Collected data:

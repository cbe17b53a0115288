//! Configuration management for vigild.
//!
//! Loads settings from /etc/vigil/config.toml or uses defaults.

use anyhow::{bail, Context, Result};
use serde::{Deserialize, Serialize};
use std::fs;
use std::path::{Path, PathBuf};
use std::time::Duration;
use tracing::{info, warn};
use vigil_shared::{ChannelKind, EscalationTier, EscalationTiers};

/// Config file path
pub const CONFIG_PATH: &str = "/etc/vigil/config.toml";

/// Fallback config file path
pub const DEFAULT_CONFIG_PATH: &str = "/var/lib/vigil/config.toml";

/// HTTP listener configuration
#[derive(Debug, Clone, Serialize, Deserialize)]
pub struct ServerConfig {
    #[serde(default = "default_listen")]
    pub listen: String,
}

fn default_listen() -> String {
    "127.0.0.1:7870".to_string()
}

impl Default for ServerConfig {
    fn default() -> Self {
        Self {
            listen: default_listen(),
        }
    }
}

/// Storage backend selection
#[derive(Debug, Clone, Copy, PartialEq, Eq, Serialize, Deserialize, Default)]
#[serde(rename_all = "snake_case")]
pub enum StorageBackend {
    #[default]
    Jsonl,
    /// Nothing survives a restart
    Memory,
}

#[derive(Debug, Clone, Serialize, Deserialize)]
pub struct StorageConfig {
    #[serde(default)]
    pub backend: StorageBackend,

    /// Directory holding the JSONL logs
    #[serde(default = "default_data_dir")]
    pub data_dir: PathBuf,
}

fn default_data_dir() -> PathBuf {
    PathBuf::from("/var/lib/vigil")
}

impl Default for StorageConfig {
    fn default() -> Self {
        Self {
            backend: StorageBackend::default(),
            data_dir: default_data_dir(),
        }
    }
}

/// One tier as written in the config file
#[derive(Debug, Clone, PartialEq, Serialize, Deserialize)]
pub struct TierConfig {
    pub roles: Vec<String>,
    pub timeout_secs: u64,
}

/// Convert config tiers into a validated, 1-numbered tier list
pub fn build_tiers(tiers: &[TierConfig]) -> vigil_shared::Result<EscalationTiers> {
    EscalationTiers::new(
        tiers
            .iter()
            .enumerate()
            .map(|(idx, t)| EscalationTier::new(idx as u32 + 1, t.roles.iter().cloned(), t.timeout_secs))
            .collect(),
    )
}

#[derive(Debug, Clone, Serialize, Deserialize)]
pub struct EscalationConfig {
    /// Delay before retrying an escalation whose persistence failed
    #[serde(default = "default_retry_secs")]
    pub retry_secs: u64,

    /// Tiers for facilities without their own list
    #[serde(default = "default_tiers")]
    pub default_tiers: Vec<TierConfig>,
}

fn default_retry_secs() -> u64 {
    5
}

fn default_tiers() -> Vec<TierConfig> {
    vec![
        TierConfig {
            roles: vec!["responder".to_string()],
            timeout_secs: 120,
        },
        TierConfig {
            roles: vec!["supervisor".to_string()],
            timeout_secs: 180,
        },
        TierConfig {
            roles: vec!["manager".to_string()],
            timeout_secs: 120,
        },
    ]
}

impl Default for EscalationConfig {
    fn default() -> Self {
        Self {
            retry_secs: default_retry_secs(),
            default_tiers: default_tiers(),
        }
    }
}

impl EscalationConfig {
    pub fn retry_delay(&self) -> Duration {
        Duration::from_secs(self.retry_secs.max(1))
    }
}

/// Notification dispatch tuning
#[derive(Debug, Clone, Serialize, Deserialize)]
pub struct DispatchConfig {
    /// Attempts per asynchronous job before it is marked dead
    #[serde(default = "default_max_attempts")]
    pub max_attempts: u32,

    #[serde(default = "default_base_backoff_ms")]
    pub base_backoff_ms: u64,

    #[serde(default = "default_max_backoff_ms")]
    pub max_backoff_ms: u64,

    /// Concurrent in-flight channel deliveries
    #[serde(default = "default_workers")]
    pub workers: usize,

    /// Job keys remembered for deduplication
    #[serde(default = "default_dedup_capacity")]
    pub dedup_capacity: usize,

    #[serde(default = "default_dedup_ttl_secs")]
    pub dedup_ttl_secs: u64,

    /// Per-subscriber realtime buffer; a full buffer drops the event
    #[serde(default = "default_subscriber_buffer")]
    pub subscriber_buffer: usize,
}

fn default_max_attempts() -> u32 {
    5
}

fn default_base_backoff_ms() -> u64 {
    500
}

fn default_max_backoff_ms() -> u64 {
    60_000
}

fn default_workers() -> usize {
    16
}

fn default_dedup_capacity() -> usize {
    10_000
}

fn default_dedup_ttl_secs() -> u64 {
    24 * 60 * 60
}

fn default_subscriber_buffer() -> usize {
    64
}

impl Default for DispatchConfig {
    fn default() -> Self {
        Self {
            max_attempts: default_max_attempts(),
            base_backoff_ms: default_base_backoff_ms(),
            max_backoff_ms: default_max_backoff_ms(),
            workers: default_workers(),
            dedup_capacity: default_dedup_capacity(),
            dedup_ttl_secs: default_dedup_ttl_secs(),
            subscriber_buffer: default_subscriber_buffer(),
        }
    }
}

/// Webhook endpoints for the asynchronous channels. A channel without a URL
/// only logs its deliveries.
#[derive(Debug, Clone, Serialize, Deserialize)]
pub struct ChannelsConfig {
    #[serde(default)]
    pub push_url: Option<String>,
    #[serde(default)]
    pub email_url: Option<String>,
    #[serde(default)]
    pub sms_url: Option<String>,
    #[serde(default = "default_channel_timeout")]
    pub timeout_secs: u64,
}

fn default_channel_timeout() -> u64 {
    10
}

impl Default for ChannelsConfig {
    fn default() -> Self {
        Self {
            push_url: None,
            email_url: None,
            sms_url: None,
            timeout_secs: default_channel_timeout(),
        }
    }
}

impl ChannelsConfig {
    pub fn url_for(&self, kind: ChannelKind) -> Option<&str> {
        match kind {
            ChannelKind::Push => self.push_url.as_deref(),
            ChannelKind::Email => self.email_url.as_deref(),
            ChannelKind::Sms => self.sms_url.as_deref(),
            ChannelKind::Realtime => None,
        }
    }
}

/// A responder on a facility roster
#[derive(Debug, Clone, PartialEq, Serialize, Deserialize)]
pub struct ResponderConfig {
    pub id: String,
    pub roles: Vec<String>,
    #[serde(default = "default_responder_channels")]
    pub channels: Vec<ChannelKind>,
}

fn default_responder_channels() -> Vec<ChannelKind> {
    vec![ChannelKind::Push]
}

/// Per-facility escalation tiers and roster
#[derive(Debug, Clone, PartialEq, Serialize, Deserialize)]
pub struct FacilityConfig {
    pub id: String,
    /// Empty means the default tiers apply
    #[serde(default)]
    pub tiers: Vec<TierConfig>,
    #[serde(default)]
    pub responders: Vec<ResponderConfig>,
}

/// Main configuration
#[derive(Debug, Clone, Serialize, Deserialize, Default)]
pub struct Config {
    #[serde(default)]
    pub server: ServerConfig,
    #[serde(default)]
    pub storage: StorageConfig,
    #[serde(default)]
    pub escalation: EscalationConfig,
    #[serde(default)]
    pub dispatch: DispatchConfig,
    #[serde(default)]
    pub channels: ChannelsConfig,
    #[serde(default)]
    pub facilities: Vec<FacilityConfig>,
}

impl Config {
    /// Load config from the default locations. Only a missing file falls
    /// back to defaults; a file that exists but does not parse or validate
    /// is an error.
    pub fn load() -> Result<Self> {
        Self::load_first(&[Path::new(CONFIG_PATH), Path::new(DEFAULT_CONFIG_PATH)])
    }

    /// Load the first candidate that exists, or defaults if none does
    pub fn load_first(candidates: &[&Path]) -> Result<Self> {
        match candidates.iter().find(|path| path.exists()) {
            Some(path) => Self::load_from_path(path),
            None => {
                warn!("No config file found, using defaults");
                Ok(Config::default())
            }
        }
    }

    /// Load config from a specific path
    pub fn load_from_path(path: impl AsRef<Path>) -> Result<Self> {
        let path = path.as_ref();
        let content = fs::read_to_string(path)
            .with_context(|| format!("Failed to read {}", path.display()))?;
        let config: Config = toml::from_str(&content)
            .with_context(|| format!("Failed to parse {}", path.display()))?;
        config.validate()?;
        info!("Loaded config from {}", path.display());
        Ok(config)
    }

    /// Reject configs the engine could not run with
    pub fn validate(&self) -> Result<()> {
        build_tiers(&self.escalation.default_tiers)
            .context("invalid [escalation] default_tiers")?;
        for facility in &self.facilities {
            if !facility.tiers.is_empty() {
                build_tiers(&facility.tiers)
                    .with_context(|| format!("invalid tiers for facility {}", facility.id))?;
            }
        }
        if self.dispatch.max_attempts == 0 {
            bail!("[dispatch] max_attempts must be at least 1");
        }
        if self.dispatch.workers == 0 || self.dispatch.subscriber_buffer == 0 {
            bail!("[dispatch] workers and subscriber_buffer must be non-zero");
        }
        Ok(())
    }
}

#[cfg(test)]
mod tests {
    use super::*;

    #[test]
    fn test_default_config() {
        let config = Config::default();
        assert_eq!(config.server.listen, "127.0.0.1:7870");
        assert_eq!(config.escalation.default_tiers.len(), 3);
        assert_eq!(config.dispatch.max_attempts, 5);
        assert!(config.validate().is_ok());
    }

    #[test]
    fn test_parse_toml() {
        let toml_str = r#"
[storage]
backend = "memory"

[dispatch]
max_attempts = 3

[channels]
sms_url = "http://sms-gateway.local/send"

[[facilities]]
id = "north-wing"
tiers = [
    { roles = ["nurse"], timeout_secs = 60 },
    { roles = ["charge_nurse", "physician"], timeout_secs = 90 },
]
responders = [
    { id = "alice", roles = ["nurse"], channels = ["push", "sms"] },
    { id = "bob", roles = ["physician"] },
]
"#;
        let config: Config = toml::from_str(toml_str).unwrap();
        assert!(config.validate().is_ok());
        assert_eq!(config.storage.backend, StorageBackend::Memory);
        assert_eq!(config.dispatch.max_attempts, 3);
        // Defaults for missing fields
        assert_eq!(config.dispatch.base_backoff_ms, 500);
        assert_eq!(config.escalation.retry_secs, 5);
        assert_eq!(
            config.channels.url_for(ChannelKind::Sms),
            Some("http://sms-gateway.local/send")
        );
        assert!(config.channels.url_for(ChannelKind::Push).is_none());

        let facility = &config.facilities[0];
        assert_eq!(facility.tiers.len(), 2);
        assert_eq!(facility.responders[1].channels, vec![ChannelKind::Push]);
    }

    #[test]
    fn test_invalid_tiers_rejected() {
        let toml_str = r#"
[escalation]
default_tiers = [{ roles = ["nurse"], timeout_secs = 0 }]
"#;
        let config: Config = toml::from_str(toml_str).unwrap();
        assert!(config.validate().is_err());
    }

    #[test]
    fn test_load_from_path() {
        let dir = tempfile::TempDir::new().unwrap();
        let path = dir.path().join("config.toml");
        fs::write(&path, "[server]\nlisten = \"0.0.0.0:9000\"\n").unwrap();
        let config = Config::load_from_path(&path).unwrap();
        assert_eq!(config.server.listen, "0.0.0.0:9000");
        assert!(Config::load_from_path(dir.path().join("missing.toml")).is_err());
    }

    #[test]
    fn test_missing_file_falls_back_but_broken_file_fails() {
        let dir = tempfile::TempDir::new().unwrap();
        let missing = dir.path().join("missing.toml");
        let fallback = dir.path().join("fallback.toml");

        let config = Config::load_first(&[missing.as_path(), fallback.as_path()]).unwrap();
        assert_eq!(config.escalation.default_tiers.len(), 3);

        fs::write(&fallback, "[server]\nlisten = \"0.0.0.0:9100\"\n").unwrap();
        let config = Config::load_first(&[missing.as_path(), fallback.as_path()]).unwrap();
        assert_eq!(config.server.listen, "0.0.0.0:9100");

        fs::write(&missing, "[escalation\ndefault_tiers = ").unwrap();
        assert!(Config::load_first(&[missing.as_path(), fallback.as_path()]).is_err());

        fs::write(&missing, "[dispatch]\nmax_attempts = 0\n").unwrap();
        assert!(Config::load_first(&[missing.as_path(), fallback.as_path()]).is_err());
    }
}
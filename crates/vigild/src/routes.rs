//! API routes for vigild
//!
//! Errors are returned as `{code, message}` with the error's HTTP status.

use crate::server::AppState;
use axum::{
    extract::{Path, Query, State},
    http::StatusCode,
    response::{
        sse::{Event, KeepAlive, Sse},
        IntoResponse, Response,
    },
    routing::{get, post},
    Json, Router,
};
use serde::{Deserialize, Serialize};
use std::sync::Arc;
use tokio_stream::{Stream, StreamExt};
use tracing::{info, warn};
use vigil_shared::{
    AcknowledgmentRecord, Alert, AlertId, CreateAlertRequest, ResponseType, Scope, VigilError,
    VERSION,
};

type AppStateArc = Arc<AppState>;

/// Error body for every failed request
#[derive(Debug, Serialize, Deserialize)]
pub struct ErrorBody {
    pub code: String,
    pub message: String,
}

pub struct ApiError(VigilError);

impl From<VigilError> for ApiError {
    fn from(e: VigilError) -> Self {
        Self(e)
    }
}

impl IntoResponse for ApiError {
    fn into_response(self) -> Response {
        let status = StatusCode::from_u16(self.0.http_status())
            .unwrap_or(StatusCode::INTERNAL_SERVER_ERROR);
        if status.is_server_error() {
            warn!("Request failed: {}", self.0);
        }
        let body = ErrorBody {
            code: self.0.code().to_string(),
            message: self.0.to_string(),
        };
        (status, Json(body)).into_response()
    }
}

type ApiResult<T> = Result<T, ApiError>;

fn parse_id(raw: &str) -> ApiResult<AlertId> {
    Ok(raw.parse::<AlertId>()?)
}

// ============================================================================
// Alert Routes
// ============================================================================

pub fn alert_routes() -> Router<AppStateArc> {
    Router::new()
        .route("/alerts", post(create_alert))
        .route("/alerts/:id", get(get_alert))
        .route("/alerts/:id/acknowledge", post(acknowledge_alert))
        .route("/alerts/:id/resolve", post(resolve_alert))
        .route("/alerts/:id/acknowledgments", get(list_acknowledgments))
}

#[derive(Debug, Serialize, Deserialize)]
pub struct AlertResponse {
    pub alert: Alert,
}

#[derive(Debug, Serialize, Deserialize)]
pub struct AcknowledgeRequest {
    pub responder_id: String,
    /// Parsed leniently so unknown types come back as a validation error
    pub response_type: String,
    #[serde(default)]
    pub note: Option<String>,
}

#[derive(Debug, Serialize, Deserialize)]
pub struct AcknowledgeResponse {
    pub alert: Alert,
    pub record: AcknowledgmentRecord,
}

#[derive(Debug, Serialize, Deserialize)]
pub struct ResolveRequest {
    pub responder_id: String,
    #[serde(default)]
    pub note: Option<String>,
}

async fn create_alert(
    State(state): State<AppStateArc>,
    Json(req): Json<CreateAlertRequest>,
) -> ApiResult<(StatusCode, Json<AlertResponse>)> {
    let alert = state.engine.create_alert(req).await?;
    Ok((StatusCode::CREATED, Json(AlertResponse { alert })))
}

async fn get_alert(
    State(state): State<AppStateArc>,
    Path(id): Path<String>,
) -> ApiResult<Json<Alert>> {
    let alert = state.engine.get_alert(parse_id(&id)?).await?;
    Ok(Json(alert))
}

async fn acknowledge_alert(
    State(state): State<AppStateArc>,
    Path(id): Path<String>,
    Json(req): Json<AcknowledgeRequest>,
) -> ApiResult<Json<AcknowledgeResponse>> {
    let alert_id = parse_id(&id)?;
    let response_type: ResponseType = req.response_type.parse()?;
    let outcome = state
        .engine
        .acknowledge_alert(alert_id, &req.responder_id, response_type, req.note)
        .await?;
    Ok(Json(AcknowledgeResponse {
        alert: outcome.alert,
        record: outcome.record,
    }))
}

async fn resolve_alert(
    State(state): State<AppStateArc>,
    Path(id): Path<String>,
    Json(req): Json<ResolveRequest>,
) -> ApiResult<Json<AlertResponse>> {
    let outcome = state
        .engine
        .resolve_alert(parse_id(&id)?, &req.responder_id, req.note)
        .await?;
    Ok(Json(AlertResponse {
        alert: outcome.alert,
    }))
}

async fn list_acknowledgments(
    State(state): State<AppStateArc>,
    Path(id): Path<String>,
) -> ApiResult<Json<Vec<AcknowledgmentRecord>>> {
    let records = state.engine.acknowledgments(parse_id(&id)?).await?;
    Ok(Json(records))
}

// ============================================================================
// Facility Routes
// ============================================================================

pub fn facility_routes() -> Router<AppStateArc> {
    Router::new()
        .route("/facilities/:facility/alerts", get(active_alerts))
        .route("/facilities/:facility/events", get(event_stream))
}

#[derive(Debug, Deserialize)]
pub struct ScopeQuery {
    #[serde(default)]
    pub roles: Option<String>,
}

#[derive(Debug, Deserialize)]
pub struct StreamQuery {
    pub client_id: String,
    #[serde(default)]
    pub roles: Option<String>,
}

async fn active_alerts(
    State(state): State<AppStateArc>,
    Path(facility): Path<String>,
    Query(query): Query<ScopeQuery>,
) -> Json<Vec<Alert>> {
    let scope = Scope::facility(facility).with_roles(Scope::parse_roles(query.roles.as_deref()));
    Json(state.engine.get_active_alerts(&scope).await)
}

async fn event_stream(
    State(state): State<AppStateArc>,
    Path(facility): Path<String>,
    Query(query): Query<StreamQuery>,
) -> ApiResult<Sse<impl Stream<Item = Result<Event, axum::Error>>>> {
    let scope = Scope::facility(facility).with_roles(Scope::parse_roles(query.roles.as_deref()));
    let subscription = state.engine.subscribe(&query.client_id, scope)?;
    info!(client_id = %query.client_id, "Event stream opened");

    let stream = subscription.map(|event| {
        Event::default()
            .event(event.event_type.to_string())
            .id(format!("{}:{}", event.alert_id, event.sequence))
            .json_data(&event)
    });
    Ok(Sse::new(stream).keep_alive(KeepAlive::default()))
}

// ============================================================================
// Health Routes
// ============================================================================

pub fn health_routes() -> Router<AppStateArc> {
    Router::new().route("/health", get(health))
}

#[derive(Debug, Serialize, Deserialize)]
pub struct HealthResponse {
    pub status: String,
    pub version: String,
    pub uptime_seconds: u64,
    pub subscribers: usize,
    pub armed_timers: usize,
}

async fn health(State(state): State<AppStateArc>) -> Json<HealthResponse> {
    Json(HealthResponse {
        status: "ok".to_string(),
        version: VERSION.to_string(),
        uptime_seconds: state.start_time.elapsed().as_secs(),
        subscribers: state.engine.registry().len(),
        armed_timers: state.engine.scheduler().pending_count(),
    })
}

PROMPT: Look through the entries above and say how many lines contain "display", giving nothing but the number.

ANSWER: 3